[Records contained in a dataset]
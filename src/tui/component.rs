use ratatui::Frame;
use ratatui::layout::Rect;

/// A reusable UI component.
///
/// Components receive their data as props (struct fields) and render to a
/// `Frame` within a given `Rect`.
///
/// # Mutability
///
/// The `render` method takes `&mut self` so a component can manage
/// presentation state during rendering. `TreeView` uses this to keep the
/// tree's viewport in sync with the area it is drawn into.
pub trait Component {
    /// Render the component into the given area.
    fn render(&mut self, frame: &mut Frame, area: Rect);
}
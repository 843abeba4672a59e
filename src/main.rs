use std::fs::File;
use std::path::PathBuf;
use std::sync::Arc;

use arbor::browser::{self, LoadOptions};
use arbor::core::config::{self, CliOverrides, ConfigSource};
use arbor::tui;
use clap::Parser;
use simplelog::{ConfigBuilder, WriteLogger};

#[derive(Parser)]
#[command(name = "arbor", about = "Keyboard-driven tree view file browser")]
struct Args {
    /// Directory to browse (defaults to the current directory)
    root: Option<PathBuf>,

    /// Show dotfiles
    #[arg(short = 'a', long)]
    show_hidden: bool,

    /// Where to write the log file
    #[arg(long)]
    log_file: Option<PathBuf>,

    /// Print the top level as plain text and exit
    #[arg(short, long)]
    print: bool,
}

fn main() -> std::io::Result<()> {
    let args = Args::parse();
    dotenv::dotenv().ok();

    let (file_config, source) = config::load_config().map_err(std::io::Error::other)?;
    let resolved = config::resolve(
        &file_config,
        &CliOverrides {
            root: args.root,
            show_hidden: args.show_hidden.then_some(true),
            log_file: args.log_file,
        },
    );

    let log_config = ConfigBuilder::new().set_time_format_rfc3339().build();
    if let Ok(log_file) = File::create(&resolved.log_file) {
        let _ = WriteLogger::init(
            config::level_filter(&resolved.log_level),
            log_config,
            log_file,
        );
    }

    // Config is read before the logger exists; report what happened now.
    match &source {
        ConfigSource::GenerateFailed(..) | ConfigSource::NoHome => log::warn!("{source}"),
        _ => log::info!("{source}"),
    }
    for warning in &resolved.warnings {
        log::warn!("{warning}");
    }
    log::debug!("Config: {:?}", file_config);

    log::info!("Arbor starting up in {}", resolved.root.display());

    if args.print {
        let options = Arc::new(LoadOptions {
            root: resolved.root.clone(),
            show_hidden: resolved.show_hidden,
            dirs_first: resolved.dirs_first,
        });
        let width = crossterm::terminal::size().map_or(80, |(w, _)| w);
        println!("{}", browser::listing(&options, &resolved.symbols, width)?);
        return Ok(());
    }

    tui::run(resolved)
}
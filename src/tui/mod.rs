//! # TUI Adapter
//!
//! The ratatui-specific layer. Handles terminal I/O, renders the UI,
//! and translates key presses into `core::Command` values.
//!
//! This is the only module that knows about ratatui and crossterm.
//!
//! ## Event Loop
//!
//! ```text
//! crossterm event → KeyMap → Command → core::update() → Effect
//!                                                        │
//!          ReloadRoot: repopulate top level ◄────────────┤
//!          Selected:   status message       ◄────────────┤
//!          Quit:       leave the loop       ◄────────────┘
//! ```
//!
//! The loop only redraws after an event was handled. Pending events are
//! drained before the next frame so held-down keys don't lag behind.

mod component;
mod components;
mod event;
pub mod keymap;
mod ui;

use log::{debug, info, warn};
use std::io::stdout;
use std::sync::Arc;
use std::time::Duration;

use crossterm::cursor::{Hide, Show};
use crossterm::event::KeyEvent;
use crossterm::execute;

use crate::browser::{self, FileEntry, LoadOptions};
use crate::core::config::ResolvedConfig;
use crate::core::{Command, Effect, Symbols, Tree, update};
use crate::tui::event::{TuiEvent, poll_event_immediate, poll_event_timeout};
use crate::tui::keymap::KeyMap;

/// Everything the browser screen needs between frames.
pub struct BrowserState {
    pub tree: Tree<FileEntry>,
    pub options: Arc<LoadOptions>,
    pub symbols: Symbols,
    pub keymap: KeyMap,
    /// Transient message shown in the status bar; cleared on the next key.
    pub status_message: String,
}

impl BrowserState {
    pub fn new(config: ResolvedConfig) -> Self {
        Self {
            tree: Tree::new(),
            options: Arc::new(LoadOptions {
                root: config.root,
                show_hidden: config.show_hidden,
                dirs_first: config.dirs_first,
            }),
            symbols: config.symbols,
            keymap: KeyMap::from_config(&config.keys),
            status_message: String::new(),
        }
    }

    /// Populate the top level. Failures end up in the status bar.
    pub fn load(&mut self) {
        if let Err(e) = browser::populate_root(&mut self.tree, &self.options) {
            warn!("Failed to read {}: {}", self.options.root.display(), e);
            self.status_message = format!("Cannot read {}: {}", self.options.root.display(), e);
        }
    }

    /// Handle one key press. Returns true when the browser should exit.
    pub fn handle_key(&mut self, key: &KeyEvent) -> bool {
        match self.keymap.command_for(key) {
            Some(command) => self.apply(command),
            None => false,
        }
    }

    /// Apply a command and act on its effect. Returns true on quit.
    pub fn apply(&mut self, command: Command) -> bool {
        self.status_message.clear();
        match update(&mut self.tree, command) {
            Effect::None => {}
            Effect::AtTop => self.status_message = "Top".to_string(),
            Effect::AtBottom => self.status_message = "Bottom".to_string(),
            Effect::Selected(id) => {
                let path = self.tree.path(id).join("/");
                info!("Selected {}", path);
                self.status_message = format!("Selected {}", path);
            }
            Effect::ReloadRoot => {
                debug!("Reloading {}", self.options.root.display());
                self.load();
            }
            Effect::Quit => return true,
        }
        false
    }
}

struct TerminalModeGuard;

impl TerminalModeGuard {
    fn new() -> std::io::Result<Self> {
        execute!(stdout(), Hide)?;
        info!("Terminal modes enabled (hidden cursor)");
        Ok(Self)
    }
}

impl Drop for TerminalModeGuard {
    fn drop(&mut self) {
        let _ = execute!(stdout(), Show);
    }
}

pub fn run(config: ResolvedConfig) -> std::io::Result<()> {
    let mut state = BrowserState::new(config);
    state.load();

    let mut terminal = ratatui::init();
    let result = TerminalModeGuard::new()
        .and_then(|_terminal_mode_guard| event_loop(&mut terminal, &mut state));
    ratatui::restore();
    result
}

fn event_loop(
    terminal: &mut ratatui::DefaultTerminal,
    state: &mut BrowserState,
) -> std::io::Result<()> {
    let mut needs_redraw = true; // Force first frame

    loop {
        if needs_redraw {
            terminal.draw(|f| ui::draw_ui(f, state))?;
            needs_redraw = false;
        }

        let Some(first_event) = poll_event_timeout(Duration::from_millis(500))? else {
            continue;
        };
        needs_redraw = true;

        let mut next = Some(first_event);
        while let Some(event) = next {
            let should_quit = match event {
                TuiEvent::Key(key) => state.handle_key(&key),
                TuiEvent::Resize(width, height) => {
                    state.apply(Command::Resize(width, height.saturating_sub(ui::CHROME_ROWS)))
                }
            };
            if should_quit {
                info!("Quit requested");
                return Ok(());
            }
            next = poll_event_immediate()?;
        }
    }
}
//! # Viewport Rendering
//!
//! Maps the visible part of a tree onto a fixed number of rows.
//!
//! Rendering is a depth-first walk in display order that threads a running
//! row counter, `topline`, through every call. The caller seeds it with the
//! negated scroll offset, so rows scrolled above the window are counted at
//! negative positions and produce no output:
//!
//! ```text
//! topline  row
//!   -2     N0      counted, not emitted
//!   -1     N1      counted, not emitted
//!    0     N2  ┐
//!    1     N3  │
//!    2     N4  │   emitted: 0 <= topline < bottomline
//!    3     N5  │
//!    4     N6  ┘
//!    5     N7      bottomline reached, walk stops here
//! ```
//!
//! Once `topline` reaches `bottomline` nothing further is visited: not the
//! rest of the current node's children, and not any later sibling.

use unicode_width::{UnicodeWidthChar, UnicodeWidthStr};

use crate::core::node::{NodeId, NodeRef, Parent};
use crate::core::tree::Tree;

/// Material Design glyphs from the Nerd Font symbol set.
pub const CHEVRON_RIGHT: &str = "\u{F0142}";
pub const CHEVRON_DOWN: &str = "\u{F0140}";

/// Scroll offset and size of the visible window, in rows and columns.
#[derive(Debug, Clone, Copy, PartialEq, Eq, Default)]
pub struct Viewport {
    pub top: usize,
    pub width: u16,
    pub height: u16,
}

/// Expand/collapse marker drawn before a node's label.
#[derive(Debug, Clone, Copy, PartialEq, Eq)]
pub enum Marker {
    Open,
    Closed,
    Leaf,
}

/// One visible row of a render pass.
#[derive(Debug, Clone, Copy, PartialEq, Eq)]
pub struct Row {
    pub id: NodeId,
    pub depth: usize,
    pub marker: Marker,
    pub focused: bool,
}

/// Glyphs used to compose plain-text rows. Opaque to the renderer.
#[derive(Debug, Clone, PartialEq, Eq)]
pub struct Symbols {
    pub open: String,
    pub closed: String,
    pub leaf: String,
    /// Prefix of the focused row. Other rows get blank padding of equal width.
    pub cursor: String,
    /// Inserted once per depth level.
    pub indent: String,
}

impl Default for Symbols {
    fn default() -> Self {
        Self {
            open: CHEVRON_DOWN.to_string(),
            closed: CHEVRON_RIGHT.to_string(),
            leaf: " ".to_string(),
            cursor: "▌".to_string(),
            indent: "  ".to_string(),
        }
    }
}

impl Symbols {
    pub fn marker(&self, marker: Marker) -> &str {
        match marker {
            Marker::Open => &self.open,
            Marker::Closed => &self.closed,
            Marker::Leaf => &self.leaf,
        }
    }
}

impl Marker {
    pub fn of<T>(node: &NodeRef<'_, T>) -> Self {
        if !node.can_have_children() {
            Marker::Leaf
        } else if node.is_open() {
            Marker::Open
        } else {
            Marker::Closed
        }
    }
}

impl Row {
    /// Plain-text form: cursor, indentation, marker, icon and label.
    pub fn text<T>(&self, tree: &Tree<T>, symbols: &Symbols) -> String {
        let Some(node) = tree.get(self.id) else {
            return String::new();
        };
        let mut line = if self.focused {
            symbols.cursor.clone()
        } else {
            " ".repeat(symbols.cursor.width())
        };
        line.push_str(&symbols.indent.repeat(self.depth));
        line.push_str(symbols.marker(self.marker));
        line.push(' ');
        if !node.icon().is_empty() {
            line.push_str(node.icon());
            line.push(' ');
        }
        line.push_str(node.name());
        line
    }
}

impl<T> Tree<T> {
    pub fn viewport(&self) -> Option<Viewport> {
        self.viewport
    }

    /// Record a new window size and keep the active row inside it.
    pub fn resize(&mut self, width: u16, height: u16) {
        let top = self.viewport.map_or(0, |v| v.top);
        self.viewport = Some(Viewport { top, width, height });
        self.scroll_to_active();
    }

    /// Rows of the current window. Empty until the first `resize`.
    pub fn render(&self) -> Vec<Row> {
        match self.viewport {
            Some(viewport) if viewport.height > 0 => {
                let topline = -(viewport.top as isize);
                self.render_window(topline, viewport.height as isize).1
            }
            _ => Vec::new(),
        }
    }

    /// The current window as text, one row per line, each clipped to the
    /// viewport width.
    pub fn view(&self, symbols: &Symbols) -> String {
        let width = self.viewport.map_or(0, |v| v.width as usize);
        self.render()
            .iter()
            .map(|row| clip_to_width(&row.text(self, symbols), width))
            .collect::<Vec<_>>()
            .join("\n")
    }

    /// Render the top-level items, starting the row counter at `topline`.
    /// Returns the counter after the last visited row along with the rows
    /// that fell inside `0..bottomline`.
    pub fn render_window(&self, topline: isize, bottomline: isize) -> (isize, Vec<Row>) {
        let mut rows = Vec::new();
        let mut topline = topline;
        for &id in self.items() {
            if topline >= bottomline {
                break;
            }
            topline = self.render_into(id, 0, topline, bottomline, &mut rows);
        }
        (topline, rows)
    }

    /// Render one node and its visible descendants. `depth` only affects the
    /// rows produced, not the counting.
    pub fn render_node(
        &self,
        id: NodeId,
        depth: usize,
        topline: isize,
        bottomline: isize,
    ) -> (isize, Vec<Row>) {
        let mut rows = Vec::new();
        let topline = self.render_into(id, depth, topline, bottomline, &mut rows);
        (topline, rows)
    }

    fn render_into(
        &self,
        id: NodeId,
        depth: usize,
        mut topline: isize,
        bottomline: isize,
        rows: &mut Vec<Row>,
    ) -> isize {
        if topline >= bottomline {
            return topline;
        }
        let Some(node) = self.get(id) else {
            return topline;
        };

        if topline >= 0 {
            rows.push(Row {
                id,
                depth,
                marker: Marker::of(&node),
                focused: self.active == Some(id),
            });
        }
        topline += 1;

        if node.shows_children() {
            for &child in node.children() {
                if topline >= bottomline {
                    break;
                }
                topline = self.render_into(child, depth + 1, topline, bottomline, rows);
            }
        }
        topline
    }

    /// Every visible node with its depth, in display order.
    pub fn visible_rows(&self) -> Vec<(NodeId, usize)> {
        let mut rows = Vec::new();
        let mut stack: Vec<(NodeId, usize)> =
            self.items().iter().rev().map(|&id| (id, 0)).collect();
        while let Some((id, depth)) = stack.pop() {
            let Some(node) = self.get(id) else {
                continue;
            };
            rows.push((id, depth));
            if node.shows_children() {
                stack.extend(node.children().iter().rev().map(|&child| (child, depth + 1)));
            }
        }
        rows
    }

    /// Row index of `id` in display order, or None if it is hidden inside a
    /// closed ancestor.
    pub fn visible_index(&self, id: NodeId) -> Option<usize> {
        let mut ancestor = self.parent_of(id)?;
        while let Parent::Node(up) = ancestor {
            if !self.get(up)?.is_open() {
                return None;
            }
            ancestor = self.parent_of(up)?;
        }
        self.visible_rows().iter().position(|&(row, _)| row == id)
    }

    /// Adjust the scroll offset so the active row is on screen, and so the
    /// window does not hang past the last row when it does not have to.
    pub fn scroll_to_active(&mut self) {
        let Some(mut viewport) = self.viewport else {
            return;
        };
        let height = viewport.height as usize;
        let total = self.visible_rows().len();

        if let Some(index) = self.active.and_then(|id| self.visible_index(id))
            && height > 0
        {
            if index < viewport.top {
                viewport.top = index;
            } else if index >= viewport.top + height {
                viewport.top = index + 1 - height;
            }
        }
        viewport.top = viewport.top.min(total.saturating_sub(height));
        self.viewport = Some(viewport);
    }
}

/// Truncate `text` to at most `width` terminal columns.
pub fn clip_to_width(text: &str, width: usize) -> String {
    if text.width() <= width {
        return text.to_string();
    }
    let mut used = 0;
    let mut clipped = String::new();
    for ch in text.chars() {
        let w = ch.width().unwrap_or(0);
        if used + w > width {
            break;
        }
        used += w;
        clipped.push(ch);
    }
    clipped
}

WORK REQUEST:
Word for word, restate the entries from the first line to the line that has "use std::path::PathBuf;", both included, and nothing else.

THE COMPLETED TASK:
filename src/tui/component.rs
use ratatui::Frame;
use ratatui::layout::Rect;

/// A reusable UI component.
///
/// Components receive their data as props (struct fields) and render to a
/// `Frame` within a given `Rect`.
///
/// # Mutability
///
/// The `render` method takes `&mut self` so a component can manage
/// presentation state during rendering. `TreeView` uses this to keep the
/// tree's viewport in sync with the area it is drawn into.
pub trait Component {
    /// Render the component into the given area.
    fn render(&mut self, frame: &mut Frame, area: Rect);
}
repository 843abeba4672a59e
filename src/main.rs
use std::fs::File;
use std::path::PathBuf;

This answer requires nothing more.